The standard road patrol will be on the street to enforce safety, he says.

“Our main concern is traffic. Kids are not going to be looking around. Drivers need to be cautious—it’s a night for driving slowly and carefully,” Leljedal says.

Falls are the most common Halloween injury, he says, and parents should make sure costumes are not too long and that a child’s vision is not obscured by a mask.

Children should travel in groups and be accompanied by an adult, he says. Treats should be inspected before kids indulge.

“We haven’t seen any problems with that, but I wouldn’t give my child anything to eat without looking at it – that’s every day of the year,” Leljedal says.
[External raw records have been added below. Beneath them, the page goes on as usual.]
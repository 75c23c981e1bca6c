//! Configuration types for Rollcall boards, rendering and users.
//!
//! All types implement [`serde::Deserialize`] so they can be loaded from
//! external sources such as TOML files.
//!
//! # Overview
//!
//! - [`AppConfig`] - Top-level configuration combining the sections below.
//! - [`BoardConfig`] - Board size, slot radius and placement policy.
//! - [`StyleConfig`] - Background color and slot palette.
//!
//! # Example
//!
//! ```
//! # use rollcall::config::AppConfig;
//! let config = AppConfig::default();
//! assert_eq!(config.board().min_distance(), 117.0);
//! assert_eq!(config.roster().unwrap().len(), 4);
//! ```

use serde::Deserialize;

use rollcall_core::{
    color::Color,
    geometry::{Bounds, Insets, Point, Size},
};

use crate::{
    error::{InvalidInput, RollcallError},
    palette::Palette,
    user::{Roster, User},
};

/// Top-level application configuration.
#[derive(Debug, Clone, Default, Deserialize)]
pub struct AppConfig {
    /// Board and placement section.
    #[serde(default)]
    board: BoardConfig,

    /// Style section.
    #[serde(default)]
    style: StyleConfig,

    /// Calendar users. An empty list selects the default roster.
    #[serde(default)]
    users: Vec<User>,
}

impl AppConfig {
    pub fn new(board: BoardConfig, style: StyleConfig, users: Vec<User>) -> Self {
        Self {
            board,
            style,
            users,
        }
    }

    /// Returns the board configuration.
    pub fn board(&self) -> &BoardConfig {
        &self.board
    }

    /// Returns the style configuration.
    pub fn style(&self) -> &StyleConfig {
        &self.style
    }

    /// Returns the configured users as a [`Roster`], or the default roster
    /// when none are configured.
    ///
    /// # Errors
    ///
    /// Returns [`RollcallError::Config`] when two configured users share an id.
    pub fn roster(&self) -> Result<Roster, RollcallError> {
        if self.users.is_empty() {
            return Ok(Roster::default());
        }
        Roster::new(self.users.clone())
            .map_err(|err| RollcallError::Config(format!("Invalid users: {err}")))
    }
}

/// Board dimensions and placement policy.
///
/// | Key | Default |
/// |-----|---------|
/// | `width` | `800` |
/// | `height` | `500` |
/// | `radius` | `39` |
/// | `padding` | `30` |
/// | `separation_factor` | `3` |
/// | `max_attempts` | `1000` |
#[derive(Debug, Clone, PartialEq, Deserialize)]
#[serde(default)]
pub struct BoardConfig {
    width: f32,
    height: f32,
    radius: f32,
    padding: f32,
    separation_factor: f32,
    max_attempts: u32,
}

impl Default for BoardConfig {
    fn default() -> Self {
        Self {
            width: 800.0,
            height: 500.0,
            radius: 39.0,
            padding: 30.0,
            separation_factor: 3.0,
            max_attempts: 1000,
        }
    }
}

impl BoardConfig {
    /// Creates a board configuration of the given size with default policy.
    pub fn new(width: f32, height: f32) -> Self {
        Self {
            width,
            height,
            ..Self::default()
        }
    }

    pub fn with_radius(mut self, radius: f32) -> Self {
        self.radius = radius;
        self
    }

    pub fn with_padding(mut self, padding: f32) -> Self {
        self.padding = padding;
        self
    }

    pub fn with_separation_factor(mut self, separation_factor: f32) -> Self {
        self.separation_factor = separation_factor;
        self
    }

    pub fn with_max_attempts(mut self, max_attempts: u32) -> Self {
        self.max_attempts = max_attempts;
        self
    }

    pub fn size(&self) -> Size {
        Size::new(self.width, self.height)
    }

    pub fn radius(&self) -> f32 {
        self.radius
    }

    pub fn max_attempts(&self) -> u32 {
        self.max_attempts
    }

    /// Minimum distance between two slot centers.
    pub fn min_distance(&self) -> f32 {
        self.radius * self.separation_factor
    }

    /// Distance kept between slot centers and the board edges.
    pub fn margin(&self) -> f32 {
        self.radius + self.padding
    }

    /// Checks that every board dimension is usable for placement.
    ///
    /// # Errors
    ///
    /// Returns [`InvalidInput::BoardConfig`] for a non-finite value, a
    /// non-positive width, height, radius or separation factor, or a
    /// negative padding.
    pub fn validate(&self) -> Result<(), InvalidInput> {
        check_finite("width", self.width, "positive", self.width > 0.0)?;
        check_finite("height", self.height, "positive", self.height > 0.0)?;
        check_finite("radius", self.radius, "positive", self.radius > 0.0)?;
        check_finite("padding", self.padding, "non-negative", self.padding >= 0.0)?;
        check_finite(
            "separation_factor",
            self.separation_factor,
            "positive",
            self.separation_factor > 0.0,
        )
    }

    /// The area slot centers are sampled from.
    ///
    /// # Errors
    ///
    /// Returns [`InvalidInput::BoardConfig`] for unusable dimensions and
    /// [`InvalidInput::BoardTooSmall`] when the margin leaves no room.
    pub fn placement_area(&self) -> Result<Bounds, InvalidInput> {
        self.validate()?;
        Bounds::new_from_top_left(Point::default(), self.size())
            .shrink(Insets::uniform(self.margin()))
            .ok_or(InvalidInput::BoardTooSmall {
                width: self.width,
                height: self.height,
                margin: self.margin(),
            })
    }
}

fn check_finite(
    field: &'static str,
    value: f32,
    expected: &'static str,
    in_range: bool,
) -> Result<(), InvalidInput> {
    if value.is_finite() && in_range {
        Ok(())
    } else {
        Err(InvalidInput::BoardConfig {
            field,
            expected,
            value,
        })
    }
}

/// Visual styling configuration for rendered output.
#[derive(Debug, Default, Clone, Deserialize)]
pub struct StyleConfig {
    /// Background color as a CSS color string.
    #[serde(default)]
    background_color: Option<String>,

    /// Slot colors as CSS color strings.
    #[serde(default)]
    palette: Option<Vec<String>>,
}

impl StyleConfig {
    pub fn new(background_color: Option<String>, palette: Option<Vec<String>>) -> Self {
        Self {
            background_color,
            palette,
        }
    }

    /// Returns the parsed background [`Color`], or `None` if no color is configured.
    ///
    /// # Errors
    ///
    /// Returns an error if the configured color string cannot be parsed.
    pub fn background_color(&self) -> Result<Option<Color>, RollcallError> {
        self.background_color
            .as_deref()
            .map(Color::new)
            .transpose()
            .map_err(|err| RollcallError::Config(format!("Invalid background color: {err}")))
    }

    /// Returns the configured [`Palette`], or the default one.
    ///
    /// # Errors
    ///
    /// Returns an error for an unparsable color or an empty palette.
    pub fn palette(&self) -> Result<Palette, RollcallError> {
        match &self.palette {
            Some(colors) => Palette::parse(colors),
            None => Ok(Palette::default()),
        }
    }
}

#[cfg(test)]
mod tests {
    use super::*;

    use float_cmp::assert_approx_eq;

    #[test]
    fn test_board_defaults() {
        let board = BoardConfig::default();
        assert_approx_eq!(f32, board.radius(), 39.0);
        assert_approx_eq!(f32, board.min_distance(), 117.0);
        assert_approx_eq!(f32, board.margin(), 69.0);
        assert_eq!(board.max_attempts(), 1000);
    }

    #[test]
    fn test_placement_area() {
        let area = BoardConfig::default().placement_area().unwrap();
        assert_approx_eq!(f32, area.min_x(), 69.0);
        assert_approx_eq!(f32, area.min_y(), 69.0);
        assert_approx_eq!(f32, area.max_x(), 731.0);
        assert_approx_eq!(f32, area.max_y(), 431.0);
    }

    #[test]
    fn test_placement_area_too_small() {
        let err = BoardConfig::new(120.0, 500.0).placement_area().unwrap_err();
        assert!(matches!(err, InvalidInput::BoardTooSmall { .. }));
    }

    #[test]
    fn test_infinite_width_rejected() {
        let config: AppConfig = toml::from_str("[board]\nwidth = inf").unwrap();
        assert_eq!(
            config.board().placement_area(),
            Err(InvalidInput::BoardConfig {
                field: "width",
                expected: "positive",
                value: f32::INFINITY,
            })
        );
    }

    #[test]
    fn test_nan_height_rejected() {
        let err = BoardConfig::new(800.0, f32::NAN).validate().unwrap_err();
        assert!(matches!(
            err,
            InvalidInput::BoardConfig {
                field: "height",
                ..
            }
        ));
    }

    #[test]
    fn test_non_positive_radius_rejected() {
        for radius in [-60.0, 0.0] {
            let err = BoardConfig::default()
                .with_radius(radius)
                .placement_area()
                .unwrap_err();
            assert!(matches!(
                err,
                InvalidInput::BoardConfig {
                    field: "radius",
                    ..
                }
            ));
        }
    }

    #[test]
    fn test_padding_and_separation_rules() {
        assert!(BoardConfig::default().with_padding(0.0).validate().is_ok());
        assert!(matches!(
            BoardConfig::default().with_padding(-1.0).validate(),
            Err(InvalidInput::BoardConfig {
                field: "padding",
                expected: "non-negative",
                ..
            })
        ));
        for factor in [0.0, f32::INFINITY] {
            assert!(matches!(
                BoardConfig::default().with_separation_factor(factor).validate(),
                Err(InvalidInput::BoardConfig {
                    field: "separation_factor",
                    ..
                })
            ));
        }
    }

    #[test]
    fn test_style_defaults() {
        let style = StyleConfig::default();
        assert_eq!(style.background_color().unwrap(), None);
        assert_eq!(style.palette().unwrap(), Palette::default());
    }

    #[test]
    fn test_style_invalid_background() {
        let style = StyleConfig::new(Some("sparkly".to_string()), None);
        assert!(matches!(
            style.background_color(),
            Err(RollcallError::Config(_))
        ));
    }

    #[test]
    fn test_deserialize_partial_board() {
        let config: AppConfig = serde_json::from_str(
            r#"{"board": {"width": 400, "radius": 20}, "style": {"palette": ["red"]}}"#,
        )
        .unwrap();

        assert_eq!(config.board().size(), Size::new(400.0, 500.0));
        assert_approx_eq!(f32, config.board().min_distance(), 60.0);
        assert_eq!(config.style().palette().unwrap().colors().len(), 1);
    }

    #[test]
    fn test_configured_users_replace_default_roster() {
        let config: AppConfig = serde_json::from_str(
            r#"{"users": [{"id": 10, "display_name": "Ara", "avatar_ref": "ara.png"}]}"#,
        )
        .unwrap();

        let roster = config.roster().unwrap();
        assert_eq!(roster.len(), 1);
        assert!(roster.contains(crate::user::UserId::new(10)));
    }

    #[test]
    fn test_duplicate_user_ids_are_config_errors() {
        let config: AppConfig = serde_json::from_str(
            r#"{"users": [{"id": 4, "display_name": "Ara"}, {"id": 4, "display_name": "Bea"}]}"#,
        )
        .unwrap();

        match config.roster() {
            Err(RollcallError::Config(message)) => {
                assert_eq!(message, "Invalid users: user id 4 appears more than once");
            }
            other => panic!("Expected config error, got {other:?}"),
        }
    }
}
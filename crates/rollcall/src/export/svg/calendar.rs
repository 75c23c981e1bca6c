//! SVG rendering for availability calendars.

use chrono::{Datelike, Weekday};
use svg::{Document, node::element as svg_element};

use rollcall_core::{
    draw::{LayeredOutput, RenderLayer, TextStyle},
    geometry::{Point, Size},
};

use super::Svg;
use crate::{
    availability::{AvailabilitySession, DayCell},
    user::Roster,
};

const CELL_WIDTH: f32 = 90.0;
const CELL_HEIGHT: f32 = 70.0;
const TITLE_HEIGHT: f32 = 50.0;
const WEEKDAY_HEIGHT: f32 = 30.0;
const CELL_STROKE: &str = "#CCCCCC";
const HIGHLIGHT_FILL: &str = "#FFEAA7";
const HIGHLIGHT_STROKE: &str = "#F8B739";

const WEEKDAYS: [Weekday; 7] = [
    Weekday::Mon,
    Weekday::Tue,
    Weekday::Wed,
    Weekday::Thu,
    Weekday::Fri,
    Weekday::Sat,
    Weekday::Sun,
];

impl Svg {
    /// Renders the displayed month as a Monday-first grid.
    pub fn render_month(&self, session: &AvailabilitySession) -> Document {
        let month = session.displayed();
        let grid = session.month_grid();
        let offset = month.first_day().weekday().num_days_from_monday() as usize;
        let rows = (offset + grid.len()).div_ceil(7);
        let width = CELL_WIDTH * 7.0;

        let mut output = LayeredOutput::new();

        let title = TextStyle::new()
            .with_font_size(22)
            .with_bold(true)
            .render(Point::new(width / 2.0, TITLE_HEIGHT / 2.0), &month.to_string());
        output.add_to_layer(RenderLayer::Text, Box::new(title));

        for (column, weekday) in WEEKDAYS.iter().enumerate() {
            let center = Point::new(
                CELL_WIDTH * column as f32 + CELL_WIDTH / 2.0,
                TITLE_HEIGHT + WEEKDAY_HEIGHT / 2.0,
            );
            let label = TextStyle::new()
                .with_font_size(13)
                .render(center, &weekday.to_string());
            output.add_to_layer(RenderLayer::Text, Box::new(label));
        }

        for (index, cell) in grid.iter().enumerate() {
            let slot = offset + index;
            let top_left = Point::new(
                CELL_WIDTH * (slot % 7) as f32,
                TITLE_HEIGHT + WEEKDAY_HEIGHT + CELL_HEIGHT * (slot / 7) as f32,
            );
            output.merge(self.render_day(cell, top_left, session.roster()));
        }

        let height = TITLE_HEIGHT + WEEKDAY_HEIGHT + CELL_HEIGHT * rows as f32;
        self.document(Size::new(width, height), output)
    }

    fn render_day(&self, cell: &DayCell, top_left: Point, roster: &Roster) -> LayeredOutput {
        let mut output = LayeredOutput::new();

        let frame = svg_element::Rectangle::new()
            .set("x", top_left.x())
            .set("y", top_left.y())
            .set("width", CELL_WIDTH)
            .set("height", CELL_HEIGHT)
            .set("fill", "white")
            .set("stroke", CELL_STROKE)
            .set("data-date", cell.date.to_string());
        output.add_to_layer(RenderLayer::Grid, Box::new(frame));

        if cell.highlighted {
            let highlight = svg_element::Rectangle::new()
                .set("x", top_left.x() + 2.0)
                .set("y", top_left.y() + 2.0)
                .set("width", CELL_WIDTH - 4.0)
                .set("height", CELL_HEIGHT - 4.0)
                .set("fill", HIGHLIGHT_FILL)
                .set("stroke", HIGHLIGHT_STROKE)
                .set("stroke-width", 2)
                .set("data-highlight", "true");
            output.add_to_layer(RenderLayer::Shape, Box::new(highlight));
        }

        let day_number = TextStyle::new()
            .with_font_size(12)
            .render(
                top_left.add_point(Point::new(14.0, 12.0)),
                &cell.date.day().to_string(),
            );
        output.add_to_layer(RenderLayer::Text, Box::new(day_number));

        if !cell.attendees.is_empty() {
            let count = TextStyle::new()
                .with_font_size(18)
                .with_bold(true)
                .render(
                    top_left.add_point(Point::new(CELL_WIDTH / 2.0, CELL_HEIGHT / 2.0)),
                    &cell.attendees.len().to_string(),
                );
            output.add_to_layer(RenderLayer::Text, Box::new(count));

            let initials: String = cell
                .attendees
                .iter()
                .filter_map(|id| roster.get(*id).and_then(|user| user.initial()))
                .collect();
            let initials = TextStyle::new()
                .with_font_size(11)
                .fit_to_width(&initials, CELL_WIDTH - 8.0, 6)
                .render(
                    top_left.add_point(Point::new(CELL_WIDTH / 2.0, CELL_HEIGHT - 12.0)),
                    &initials,
                );
            output.add_to_layer(RenderLayer::Text, Box::new(initials));
        }

        output
    }
}
//! Configuration file loading for the CLI
//!
//! This module handles finding and loading TOML configuration files
//! from various locations (explicit path, local directory, system directory).

use std::{
    fs,
    path::{Path, PathBuf},
};

use directories::ProjectDirs;
use log::{debug, info};
use thiserror::Error;

use rollcall::{RollcallError, config::AppConfig};

/// Configuration-related errors for CLI
#[derive(Debug, Error)]
pub enum ConfigError {
    #[error("Failed to parse TOML configuration: {0}")]
    Parse(String),

    #[error("Missing configuration file: {0}")]
    MissingFile(PathBuf),
}

impl From<ConfigError> for RollcallError {
    fn from(err: ConfigError) -> Self {
        RollcallError::Config(err.to_string())
    }
}

/// Find and load configuration from various locations
///
/// Search order:
/// 1. Explicit path if provided
/// 2. Local project directory (rollcall/config.toml)
/// 3. Platform-specific config directory
/// 4. Default config if none found
///
/// # Errors
///
/// Returns error if:
/// - Explicit path is provided but file doesn't exist
/// - Config file exists but cannot be parsed
pub fn load_config(explicit_path: Option<impl AsRef<Path>>) -> Result<AppConfig, RollcallError> {
    if let Some(path) = explicit_path {
        let path = path.as_ref();
        info!(path = path.display().to_string(); "Loading configuration from explicit path");
        return load_config_file(path);
    }

    let local_config = Path::new("rollcall/config.toml");
    if local_config.exists() {
        info!(path = local_config.display().to_string(); "Loading configuration from local path");
        return load_config_file(local_config);
    }

    if let Some(proj_dirs) = ProjectDirs::from("com", "rollcall", "rollcall") {
        let system_config = proj_dirs.config_dir().join("config.toml");

        if system_config.exists() {
            info!(path = system_config.display().to_string(); "Loading configuration from system path");
            return load_config_file(system_config);
        }

        debug!(path = system_config.display().to_string(); "System configuration file not found");
    } else {
        debug!("Could not determine platform-specific config directory");
    }

    debug!("No configuration file found, using default configuration");
    Ok(AppConfig::default())
}

fn load_config_file(path: impl AsRef<Path>) -> Result<AppConfig, RollcallError> {
    let path = path.as_ref();

    if !path.exists() {
        return Err(ConfigError::MissingFile(path.to_path_buf()).into());
    }

    let content = fs::read_to_string(path)?;
    let config: AppConfig =
        toml::from_str(&content).map_err(|e| ConfigError::Parse(e.to_string()))?;

    Ok(config)
}
//! Participant slots and the values they are ranked with.

use std::fmt;

use serde::Serialize;

use rollcall_core::{color::Color, geometry::Point};

use crate::placement::Placement;

/// Zero-based index of a slot on its board.
#[derive(Debug, Clone, Copy, PartialEq, Eq, Hash, PartialOrd, Ord, Serialize)]
#[serde(transparent)]
pub struct SlotId(usize);

impl SlotId {
    pub fn new(index: usize) -> Self {
        Self(index)
    }

    pub fn index(self) -> usize {
        self.0
    }

    /// One-based number shown to people.
    pub fn number(self) -> usize {
        self.0 + 1
    }
}

/// A rank value in `1..=n`.
#[derive(Debug, Clone, Copy, PartialEq, Eq, Hash, PartialOrd, Ord, Serialize)]
#[serde(transparent)]
pub struct Rank(u32);

impl Rank {
    pub fn new(value: u32) -> Self {
        Self(value)
    }

    pub fn get(self) -> u32 {
        self.0
    }
}

impl fmt::Display for Rank {
    fn fmt(&self, f: &mut fmt::Formatter<'_>) -> fmt::Result {
        write!(f, "{}", self.0)
    }
}

/// A participant token placed on the board.
#[derive(Debug, Clone, PartialEq)]
pub struct Slot {
    id: SlotId,
    position: Point,
    radius: f32,
    color: Color,
    label: Option<String>,
    placement: Placement,
    rank: Option<Rank>,
}

impl Slot {
    pub(crate) fn new(
        id: SlotId,
        position: Point,
        radius: f32,
        color: Color,
        label: Option<String>,
        placement: Placement,
    ) -> Self {
        Self {
            id,
            position,
            radius,
            color,
            label,
            placement,
            rank: None,
        }
    }

    pub fn id(&self) -> SlotId {
        self.id
    }

    pub fn position(&self) -> Point {
        self.position
    }

    pub fn radius(&self) -> f32 {
        self.radius
    }

    pub fn color(&self) -> Color {
        self.color
    }

    pub fn label(&self) -> Option<&str> {
        self.label.as_deref()
    }

    pub fn placement(&self) -> Placement {
        self.placement
    }

    pub fn rank(&self) -> Option<Rank> {
        self.rank
    }

    pub fn is_ranked(&self) -> bool {
        self.rank.is_some()
    }

    /// The label, or `Participant N` for unlabeled slots.
    pub fn display_name(&self) -> String {
        self.label
            .clone()
            .unwrap_or_else(|| format!("Participant {}", self.id.number()))
    }

    /// Returns true if `point` falls on the slot's disk, edge included.
    pub fn contains(&self, point: Point) -> bool {
        point.is_within(self.position, self.radius)
    }

    /// Ranks are write-once; callers check [`Slot::is_ranked`] first.
    pub(crate) fn assign(&mut self, rank: Rank) {
        debug_assert!(self.rank.is_none(), "slot {:?} ranked twice", self.id);
        self.rank = Some(rank);
    }
}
Here are other safety tips:

Driving

  • Don’t speed, especially in residential areas.
  • Watch for children darting from between parked cars, or walking on roadways.
  • Stay alert, as many children will be in dark costumes.

Costumes

  • Use light-colored fabric or strips of reflective tape to make children visible at night.
  • Avoid long costumes that can cause the child to trip.
  • Use facial makeup instead of masks that can hinder a child’s vision.
  • Avoid using simulated knives, guns, or swords. If these props are used, ensure they are soft and flexible to prevent injury.

Trick-or-treating

  • Have an adult accompany trick-or-treaters.
  • Have children carry flashlights or glow-in-the-dark light sticks for easier visibility.
  • Have kids walk, not run, from house to house.
  • Cross the street at corners.
  • Tell kids to stop only at houses that are well-lit, and to never enter the home of a stranger.
  • Insist that treats be brought home for inspection before anything is eaten.
  • Pin a slip of paper to the costumes of younger children with a name, address and phone number, in case he is separated from the group.
  • Turn on your home’s exterior lights and remove any objects from your walkway that may be a hazard to trick-or-treaters.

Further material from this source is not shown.